Collected data entries:
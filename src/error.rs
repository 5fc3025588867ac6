#[cfg(doc)]
use crate::prelude::*;

use alloy_primitives::{Address, U160};

#[derive(Clone, Copy, Debug, Hash, PartialEq, Eq)]
#[cfg_attr(feature = "std", derive(thiserror::Error))]
pub enum Error {
    /// Thrown when the boundary passed to [`get_price_x96_at_boundary`] is not between
    /// [`MIN_BOUNDARY`] and [`MAX_BOUNDARY`].
    #[cfg_attr(feature = "std", error("Boundary out of range: {0}"))]
    BoundaryOutOfRange(i32),

    /// Thrown when a boundary lower is not a multiple of the resolution, or its bucket does not
    /// fit between [`MIN_BOUNDARY`] and [`MAX_BOUNDARY`].
    #[cfg_attr(feature = "std", error("Invalid boundary: {0}"))]
    InvalidBoundary(i32),

    /// Thrown when the price passed to [`get_boundary_at_price_x96`] is not between
    /// [`MIN_RATIO`] and [`MAX_RATIO`].
    #[cfg_attr(feature = "std", error("Price out of range: {0}"))]
    PriceOutOfRange(U160),

    #[cfg_attr(feature = "std", error("Price limit out of range: {0}"))]
    PriceLimitOutOfRange(U160),

    #[cfg_attr(feature = "std", error("Invalid price"))]
    InvalidPrice,

    #[cfg_attr(feature = "std", error("Invalid resolution: {0}"))]
    InvalidResolution(i32),

    #[cfg_attr(feature = "std", error("Amount is zero"))]
    ZeroAmount,

    #[cfg_attr(feature = "std", error("Grid is not initialized"))]
    Uninitialized,

    #[cfg_attr(feature = "std", error("Grid is already initialized"))]
    AlreadyInitialized,

    /// Thrown when one of the seed order lists passed to [`Grid::initialize`] is empty.
    #[cfg_attr(feature = "std", error("Seed orders are empty"))]
    OrdersEmpty,

    #[cfg_attr(feature = "std", error("Caller {0} is not the order owner"))]
    Unauthorized(Address),

    /// Thrown when an order does not exist or has already been settled.
    #[cfg_attr(feature = "std", error("Order not found: {0}"))]
    OrderNotFound(u64),

    #[cfg_attr(feature = "std", error("Bundle not found: {0}"))]
    BundleNotFound(u64),

    #[cfg_attr(feature = "std", error("Overflow in full math mulDiv"))]
    MulDivOverflow,

    #[cfg_attr(feature = "std", error("Overflow when casting to u128"))]
    SafeCastToU128Overflow,

    #[cfg_attr(feature = "std", error("Overflow when casting to U160"))]
    SafeCastToU160Overflow,

    #[cfg_attr(feature = "std", error("Overflow when adding maker amount"))]
    MakerAmountOverflow,

    #[cfg_attr(feature = "std", error("Overflow when adding taker amount"))]
    TakerAmountOverflow,

    #[cfg_attr(feature = "std", error("Underflow when removing bundle amount"))]
    BundleAmountUnderflow,

    /// Thrown when a swap callback or a flash callback does not pay back what is owed.
    #[cfg_attr(feature = "std", error("Insufficient payment of token {0}"))]
    InsufficientPayment(Address),

    #[cfg_attr(feature = "std", error("Insufficient balance of token {token} for {account}"))]
    InsufficientBalance { token: Address, account: Address },

    #[cfg_attr(feature = "std", error("Tokens are identical"))]
    IdenticalTokens,

    #[cfg_attr(feature = "std", error("Resolution is zero"))]
    ResolutionZero,

    #[cfg_attr(feature = "std", error("Resolution already enabled: {0}"))]
    ResolutionAlreadyEnabled(i32),

    #[cfg_attr(feature = "std", error("Resolution not enabled: {0}"))]
    ResolutionNotEnabled(i32),

    #[cfg_attr(feature = "std", error("Taker fee must be positive"))]
    TakerFeeZero,

    #[cfg_attr(feature = "std", error("Taker fee too large: {0}"))]
    TakerFeeTooLarge(i32),

    #[cfg_attr(feature = "std", error("Invalid maker fee: {0}"))]
    InvalidMakerFee(i32),

    #[cfg_attr(feature = "std", error("Grid {0} is not registered with the oracle"))]
    OracleNotRegistered(Address),

    /// Thrown when the observation requested from the oracle is older than the oldest one kept.
    #[cfg_attr(feature = "std", error("Target timestamp is too old"))]
    OracleTargetTooOld,
}
use alloy_primitives::{keccak256, Address};

/// Computes the address identifying a grid, as the trailing 20 bytes of
/// `keccak256(token0 ++ token1 ++ resolution)`.
///
/// ## Arguments
///
/// * `token_a`: The first token of the pair, irrespective of sort order
/// * `token_b`: The second token of the pair, irrespective of sort order
/// * `resolution`: The resolution of the grid
#[inline]
#[must_use]
pub fn compute_grid_address(token_a: Address, token_b: Address, resolution: i32) -> Address {
    let (token0, token1) = if token_a < token_b {
        (token_a, token_b)
    } else {
        (token_b, token_a)
    };
    let mut preimage = [0_u8; 44];
    preimage[..20].copy_from_slice(token0.as_slice());
    preimage[20..40].copy_from_slice(token1.as_slice());
    preimage[40..].copy_from_slice(&resolution.to_be_bytes());
    Address::from_slice(&keccak256(preimage)[12..])
}

#[cfg(test)]
mod tests {
    use super::*;
    use crate::tests::*;

    #[test]
    fn independent_of_token_order() {
        assert_eq!(
            compute_grid_address(TOKEN0, TOKEN1, 5),
            compute_grid_address(TOKEN1, TOKEN0, 5)
        );
    }

    #[test]
    fn distinct_per_resolution() {
        assert_ne!(
            compute_grid_address(TOKEN0, TOKEN1, 1),
            compute_grid_address(TOKEN0, TOKEN1, 5)
        );
        assert_ne!(
            compute_grid_address(TOKEN0, TOKEN1, 5),
            Address::ZERO
        );
    }
}
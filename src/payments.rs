//! ## Token Ledger
//! Token custody is an external collaborator of the grid. The [`TokenLedger`] trait is the
//! surface the grid moves tokens through, and [`InMemoryLedger`] keeps balances in a hash map.

use crate::prelude::*;
use alloy_primitives::{map::rustc_hash::FxHashMap, Address};

/// Fungible token balances keyed by token and account.
pub trait TokenLedger {
    /// A copy of the ledger state that can be restored when an operation fails
    type Snapshot;

    fn balance_of(&self, token: Address, account: Address) -> u128;

    /// Moves `amount` of `token` from `from` to `to`.
    fn transfer(
        &mut self,
        token: Address,
        from: Address,
        to: Address,
        amount: u128,
    ) -> Result<(), Error>;

    fn snapshot(&self) -> Self::Snapshot;

    fn restore(&mut self, snapshot: Self::Snapshot);
}

#[derive(Clone, Debug, Default, PartialEq, Eq)]
pub struct InMemoryLedger {
    balances: FxHashMap<(Address, Address), u128>,
}

impl InMemoryLedger {
    #[inline]
    pub fn new() -> Self {
        Self::default()
    }

    /// Credits `amount` of `token` to `account` out of thin air.
    #[inline]
    pub fn mint(&mut self, token: Address, account: Address, amount: u128) -> Result<(), Error> {
        let balance = self.balances.entry((token, account)).or_default();
        *balance = balance
            .checked_add(amount)
            .ok_or(Error::InsufficientBalance { token, account })?;
        Ok(())
    }
}

impl TokenLedger for InMemoryLedger {
    type Snapshot = FxHashMap<(Address, Address), u128>;

    #[inline]
    fn balance_of(&self, token: Address, account: Address) -> u128 {
        self.balances.get(&(token, account)).copied().unwrap_or(0)
    }

    fn transfer(
        &mut self,
        token: Address,
        from: Address,
        to: Address,
        amount: u128,
    ) -> Result<(), Error> {
        if amount == 0 || from == to {
            return Ok(());
        }
        let from_balance = self
            .balance_of(token, from)
            .checked_sub(amount)
            .ok_or(Error::InsufficientBalance {
                token,
                account: from,
            })?;
        let to_balance = self
            .balance_of(token, to)
            .checked_add(amount)
            .ok_or(Error::InsufficientBalance { token, account: to })?;
        if from_balance == 0 {
            self.balances.remove(&(token, from));
        } else {
            self.balances.insert((token, from), from_balance);
        }
        self.balances.insert((token, to), to_balance);
        Ok(())
    }

    #[inline]
    fn snapshot(&self) -> Self::Snapshot {
        self.balances.clone()
    }

    #[inline]
    fn restore(&mut self, snapshot: Self::Snapshot) {
        self.balances = snapshot;
    }
}

#[cfg(test)]
mod tests {
    use super::*;
    use crate::tests::*;

    #[test]
    fn transfer_moves_balance() {
        let mut ledger = InMemoryLedger::new();
        ledger.mint(TOKEN0, ALICE, 100).unwrap();
        ledger.transfer(TOKEN0, ALICE, BOB, 40).unwrap();
        assert_eq!(ledger.balance_of(TOKEN0, ALICE), 60);
        assert_eq!(ledger.balance_of(TOKEN0, BOB), 40);
        assert_eq!(ledger.balance_of(TOKEN1, BOB), 0);
    }

    #[test]
    fn transfer_insufficient_balance() {
        let mut ledger = InMemoryLedger::new();
        ledger.mint(TOKEN0, ALICE, 10).unwrap();
        assert_eq!(
            ledger.transfer(TOKEN0, ALICE, BOB, 11),
            Err(Error::InsufficientBalance {
                token: TOKEN0,
                account: ALICE
            })
        );
        assert_eq!(ledger.balance_of(TOKEN0, ALICE), 10);
    }

    #[test]
    fn zero_transfer_is_noop() {
        let mut ledger = InMemoryLedger::new();
        ledger.transfer(TOKEN0, ALICE, BOB, 0).unwrap();
        assert_eq!(ledger, InMemoryLedger::new());
    }

    #[test]
    fn restore_snapshot() {
        let mut ledger = InMemoryLedger::new();
        ledger.mint(TOKEN1, BOB, 5).unwrap();
        let snapshot = ledger.snapshot();
        ledger.transfer(TOKEN1, BOB, ALICE, 5).unwrap();
        ledger.restore(snapshot);
        assert_eq!(ledger.balance_of(TOKEN1, BOB), 5);
        assert_eq!(ledger.balance_of(TOKEN1, ALICE), 0);
    }
}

> Activity
Find the lines above holding the word "adding" and show them.

> Response area
    #[cfg_attr(feature = "std", error("Overflow when adding maker amount"))]
    #[cfg_attr(feature = "std", error("Overflow when adding taker amount"))]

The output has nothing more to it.